Dayfa, confiante et rassurée de la loyauté de l'atabeg, nouveau commandant des armées et régent d'un royaume qui s'étend sur deux millions de kilomètres carrés, se retira complètement de la vie politique. Cependant, en 634/1236, son fils al-Aziz ainsi que Tughril meurent. Alors âgée de 51 ans, Dayfa prend la tête du royaume avec pour titre malika (reine)[4]. Elle fut intronisée public, avec à ses cotés son petit-fils al-Nasir II (m.659/1260). À la suite de quoi, les différentes élites du royaume (des commandants des armées ayyoubides aux nobles ainsi que les habitants d'Alep) lui prêtèrent allégeance, reconnaissant ainsi sa légitimité à gouverner[5].

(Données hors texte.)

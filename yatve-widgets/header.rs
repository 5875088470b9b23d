use iced::{
    widget::{button, container, horizontal_space, row, text, Row},
    Alignment, Element, Length,
};
use yatve_engine::Command;

use crate::style;

/// Buttons on the right of the header, right to left.
const DOCUMENT_BUTTONS: [(&str, Command); 3] = [
    ("Open", Command::Open),
    ("Save", Command::Save),
    ("Clear", Command::Clear),
];

/// Title bar with buffer navigation on the left and file buttons on the right.
pub fn header<'a>(title: String, position: String) -> Element<'a, Command> {
    let tabs = row![
        button(text("<"))
            .on_press(Command::PreviousBuffer)
            .style(style::joined_left),
        button(text(">"))
            .on_press(Command::NextBuffer)
            .style(style::joined_right),
    ];

    let documents = Row::with_children(DOCUMENT_BUTTONS.iter().rev().map(
        |&(label, command)| -> Element<'a, Command> {
            button(text(label))
                .on_press(command)
                .style(button::secondary)
                .into()
        },
    ))
    .spacing(6);

    let bar = row![
        tabs,
        button(text("+")).on_press(Command::NewBuffer).style(button::secondary),
        button(text("-")).on_press(Command::RemoveBuffer).style(button::secondary),
        text(position).size(12),
        horizontal_space(),
        text(title),
        horizontal_space(),
        documents,
    ]
    .spacing(6)
    .padding(6)
    .align_y(Alignment::Center);

    container(bar)
        .width(Length::Fill)
        .style(style::header_bar)
        .into()
}
/// The single visible text widget the editor swaps buffers in and out of.
/// Toolkits provide an adapter; the engine only ever reads and replaces the
/// whole text.
pub trait TextView {
    fn text(&self) -> String;

    fn set_text(&mut self, text: &str);
}

impl TextView for String {
    fn text(&self) -> String {
        self.clone()
    }

    fn set_text(&mut self, text: &str) {
        self.clear();
        self.push_str(text);
    }
}
use std::io;
use std::path::PathBuf;

use thiserror::Error;

/// A failed read or write of a user file.
/// Carries the rendered io error instead of the error itself so it can be
/// cloned into UI messages.
#[derive(Debug, Clone, PartialEq, Eq, Error)]
pub enum FileError {
    #[error("could not read {}: {detail}", path.display())]
    Read { path: PathBuf, kind: io::ErrorKind, detail: String },

    #[error("could not write {}: {detail}", path.display())]
    Write { path: PathBuf, kind: io::ErrorKind, detail: String },
}

impl FileError {
    pub fn read(path: PathBuf, error: &io::Error) -> Self {
        Self::Read {
            path,
            kind: error.kind(),
            detail: error.to_string(),
        }
    }

    pub fn write(path: PathBuf, error: &io::Error) -> Self {
        Self::Write {
            path,
            kind: error.kind(),
            detail: error.to_string(),
        }
    }

    pub fn detail(&self) -> &str {
        match self {
            Self::Read { detail, .. } | Self::Write { detail, .. } => detail,
        }
    }
}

Dayfa Khatun porta d'autres titres en plus de celui de malika (reine) et khatun (noble dame), elle fut aussi appelée al-Satr al-'Ali (l'Altesse Distinguée). Certains de ses contemporains comme le chroniqueur et historien Ibn Wasil (m. 697/1298) la surnommaient al-sahiba (propriétaire) d'Alep[3].

En outre, alors qu'elle ne frappait pas monnaie en son nom et que ce dernier n'est pas prononcé lors de la khutba (sermon), c'est tout de même elle qui décidait quel nom allait être prononcé lors du sermon du vendredi. De plus, chaque écrit et document de la cour doit impérativement être frappé de son sceau[6].

Alliances militaires et matrimoniales[modifier | modifier le code]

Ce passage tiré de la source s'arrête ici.